Nele se diz que o ganho civilizacional de Soares não é a questão em abstracto da aceitabilidade da pena de morte, nem um hipotetico juízo objectivo da abjecta actuação de Saddam enquanto vivo. É mais o que esta pena capital representa em concreto, neste contexto, nestas perspectivas e neste tom. O tom é irrisório. O tom esse, é o "retrocesso civilizacional" que elucida António José Teixeira. O sujeito é uma cinica diplomacia, que se alastra em equivocos doutrinarios de "democracia."

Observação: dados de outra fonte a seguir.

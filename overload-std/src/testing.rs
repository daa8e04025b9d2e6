//! Testing utilities for overload registries.
//!
//! - [`CountingCallable`]: counts how often an overload was invoked
//! - [`RecordingCallable`]: records every value an overload returned
//!
//! Both wrap another callable, keep its signature, and share their state
//! across clones, so a clone can be registered while the original is kept for
//! inspection.

use std::sync::{
    Arc, Mutex, PoisonError,
    atomic::{AtomicUsize, Ordering},
};

use overload_core::{ByMove, Call, Callable, IntoStored, Signature};

// ============================================================================
// Counting Callable
// ============================================================================

/// A callable that counts its invocations.
///
/// # Example
///
/// ```rust,ignore
/// let counter = CountingCallable::new(double as fn(&i32) -> i32);
/// let o = make!(counter.clone())?;
///
/// call!(o, 2_i32);
/// assert_eq!(counter.count(), 1);
/// ```
pub struct CountingCallable<C> {
    inner: C,
    count: Arc<AtomicUsize>,
}

impl<C> CountingCallable<C> {
    /// Wraps `inner` with a fresh counter.
    pub fn new(inner: C) -> Self {
        Self {
            inner,
            count: Arc::new(AtomicUsize::new(0)),
        }
    }

    /// Number of invocations so far.
    pub fn count(&self) -> usize {
        self.count.load(Ordering::SeqCst)
    }

    /// Resets the counter.
    pub fn reset(&self) {
        self.count.store(0, Ordering::SeqCst);
    }
}

impl<C: Clone> Clone for CountingCallable<C> {
    fn clone(&self) -> Self {
        Self {
            inner: self.inner.clone(),
            count: Arc::clone(&self.count),
        }
    }
}

impl<C> Call<C::Signature> for CountingCallable<C>
where
    C: Callable + Call<C::Signature>,
{
    fn call_with<'a>(
        &self,
        args: <C::Signature as Signature>::Args<'a>,
    ) -> <C::Signature as Signature>::Output
    where
        C::Signature: 'a,
    {
        self.count.fetch_add(1, Ordering::SeqCst);
        self.inner.call_with(args)
    }
}

impl<C: Callable> Callable for CountingCallable<C> {
    type Signature = C::Signature;
}

impl<C> IntoStored for CountingCallable<C>
where
    C: Callable + Call<C::Signature>,
{
    type Stored = ByMove<Self>;

    fn into_stored(self) -> ByMove<Self> {
        ByMove::new(self)
    }
}

// ============================================================================
// Recording Callable
// ============================================================================

/// Output recorded by a [`RecordingCallable`] wrapping `C`.
type OutputOf<C> = <<C as Callable>::Signature as Signature>::Output;

/// A callable that records every value it returns.
pub struct RecordingCallable<C: Callable> {
    inner: C,
    outputs: Arc<Mutex<Vec<OutputOf<C>>>>,
}

impl<C: Callable> RecordingCallable<C> {
    /// Wraps `inner` with an empty record.
    pub fn new(inner: C) -> Self {
        Self {
            inner,
            outputs: Arc::new(Mutex::new(Vec::new())),
        }
    }

    /// Number of recorded calls.
    pub fn count(&self) -> usize {
        self.outputs
            .lock()
            .unwrap_or_else(PoisonError::into_inner)
            .len()
    }

    /// Clears the record.
    pub fn clear(&self) {
        self.outputs
            .lock()
            .unwrap_or_else(PoisonError::into_inner)
            .clear();
    }
}

impl<C> RecordingCallable<C>
where
    C: Callable,
    OutputOf<C>: Clone,
{
    /// A copy of the recorded outputs, oldest first.
    pub fn outputs(&self) -> Vec<OutputOf<C>> {
        self.outputs
            .lock()
            .unwrap_or_else(PoisonError::into_inner)
            .clone()
    }
}

impl<C: Callable + Clone> Clone for RecordingCallable<C> {
    fn clone(&self) -> Self {
        Self {
            inner: self.inner.clone(),
            outputs: Arc::clone(&self.outputs),
        }
    }
}

impl<C> Call<C::Signature> for RecordingCallable<C>
where
    C: Callable + Call<C::Signature>,
    OutputOf<C>: Clone,
{
    fn call_with<'a>(
        &self,
        args: <C::Signature as Signature>::Args<'a>,
    ) -> <C::Signature as Signature>::Output
    where
        C::Signature: 'a,
    {
        let output = self.inner.call_with(args);
        self.outputs
            .lock()
            .unwrap_or_else(PoisonError::into_inner)
            .push(output.clone());
        output
    }
}

impl<C: Callable> Callable for RecordingCallable<C> {
    type Signature = C::Signature;
}

impl<C> IntoStored for RecordingCallable<C>
where
    C: Callable + Call<C::Signature>,
    OutputOf<C>: Clone,
{
    type Stored = ByMove<Self>;

    fn into_stored(self) -> ByMove<Self> {
        ByMove::new(self)
    }
}
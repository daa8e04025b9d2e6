//! `#[overload]`, `#[derive(Param)]` and `impl_param!` working together.

use overload::{
    Callable, Candidate, Param, Signature, StorageKind, impl_param, prelude::*,
    testing::{CountingCallable, RecordingCallable},
};

/// Celsius to Fahrenheit.
#[overload]
fn convert(c: Celsius) -> Fahrenheit {
    Fahrenheit(c.0 * 9.0 / 5.0 + 32.0)
}

#[overload]
fn describe(f: &Fahrenheit) -> String {
    format!("{:.1}F", f.0)
}

#[derive(Debug, Clone, Copy, PartialEq)]
pub struct Celsius(f64);

#[derive(Debug, Clone, Copy, PartialEq)]
pub struct Fahrenheit(f64);

impl_param!(Celsius, Fahrenheit);

#[derive(Param, Debug, Clone, PartialEq)]
pub struct Wrapper<T> {
    value: T,
}

struct Offset<T> {
    by: T,
}

#[overload]
impl<T> Offset<T>
where
    T: Param + Copy + std::ops::Add<Output = T> + 'static,
{
    fn apply(&self, x: T) -> T {
        x + self.by
    }
}

#[test]
fn test_overload_fn_keeps_direct_call() {
    assert_eq!(convert.call(Celsius(100.0)), Fahrenheit(212.0));
    let pointer: fn(Celsius) -> Fahrenheit = convert.pointer();
    assert_eq!(pointer(Celsius(0.0)), Fahrenheit(32.0));
}

#[test]
fn test_overload_fn_signature() {
    fn signature_of<C: Callable>(_: &C) -> usize {
        <C::Signature as Signature>::ARITY
    }
    assert_eq!(signature_of(&convert), 1);
    assert_eq!(format!("{:?}", describe), "describe");
    assert!(Candidate::identity(&convert).is_some());
}

#[test]
fn test_user_types_dispatch() {
    let o = make!(convert, describe).unwrap();

    let hot = call!(o, Celsius(40.0));
    assert_eq!(hot, Fahrenheit(104.0));
    assert_eq!(call!(o, hot), "104.0F");
    assert_eq!(call!(o, &hot), "104.0F");

    assert!(o.exists_value(&convert));
    assert!(o.exists_value(&describe));
}

#[test]
fn test_derived_generic_param() {
    let unwrap_i32 = |w: Wrapper<i32>| w.value;
    let unwrap_str = |w: Wrapper<&'static str>| w.value.len();
    let o = make!(
        Erased::<fn(Wrapper<i32>) -> i32>::new(unwrap_i32),
        Erased::<fn(Wrapper<&'static str>) -> usize>::new(unwrap_str),
    )
    .unwrap();

    assert_eq!(call!(o, Wrapper { value: 9_i32 }), 9);
    assert_eq!(call!(o, Wrapper { value: "nine" }), 4);
}

#[test]
fn test_generic_functor_impl() {
    let o = make!(Offset { by: 10_i64 }, Offset { by: 0.5_f32 }).unwrap();

    assert_eq!(o.describe()[0].kind, StorageKind::Owned);
    assert_eq!(call!(o, 5_i64), 15);
    assert_eq!(call!(o, 1.0_f32), 1.5);
}

#[test]
fn test_counting_and_recording_wrappers() {
    let counter = CountingCallable::new(convert.pointer());
    let recorder = RecordingCallable::new(describe.pointer());
    let o = make!(counter.clone(), recorder.clone()).unwrap();

    let f = call!(o, Celsius(100.0));
    call!(o, f);
    call!(o, Fahrenheit(0.0));

    assert_eq!(counter.count(), 1);
    assert_eq!(recorder.outputs(), vec!["212.0F".to_string(), "0.0F".to_string()]);
    assert_eq!(o.describe()[1].kind, StorageKind::Owned);
}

Mas repare-se que a questão pertinente é esta: exigir isto (que Saddam não fosse condenado à morte) não será desconsiderar os direitos humanos? Intentado política onde deveria prevalecer um tribunal satisfatóriamente "justo" e "imparcial"? Advogados assasinados e pressões políticas não faltaram neste julgamento. Certamente que cabe ao Direito, e não à Sociologia nem à Política, sancionar os hediondos crimes de um ditador. O problema é antes o criterio para a determinação da sanção. Na estatuição restará, pelo que parece, um pujante conflito de príncipios. E foi assim que se condenaram, e bem, dirigentes nazis. E foi assim que historicamente surgiram certos modelos de decisão, também eles "ganhos civilizacionais". Crime contra a humanidade, lenocínio... Saddam aqui se enquadra, mas a natureza configurativa deste caso decidendo obrigará a raciocíonios que poderão não necessariamente ser extra-jurídicos, mas serão, certamente humanitários e políticos. O juízo de um juiz, como a palavra, fica para quem o profere. Desconfio de uma pretensa completude positivista do sistema por isto. Direi, pelo menos, que a firmeza de um tribunal de guerra será, necessariamente, conjectural. Um Tribunal que se queira Internacional e internacionalmente respeitado não poderá anuir a uma vileza e insanidade espiritual de medievalmente mortificar e privar de vida o ser, por mais abominável que seja, sem no mínimo indagar as reacções e interpretações que daí se repercutem, num encarar teleologico e finalista da sentença em si. Há aqui ma ponderação ulterior, que pode não escapar às leis, e que será, em ultima análise, política. Ao contextualizarmos esta decisão, repararemos que não se procurou nenhuma paz jurídica. Ou melhor, que, pelo menos, a que se procurou não se coadunará com qualquer tipo de paz social, já que não se ateve ao desenrolar histórico deste julgamento nem se considerou o perpectuar de tensões sociais que causará.
Em guerra, o que resta da ordem é a primitiva natureza social do homem. Rauf Rahmane desiludiu a Europa.
PS: Já agora, interessante artigo: Rui Manchete, Renovação da classe política.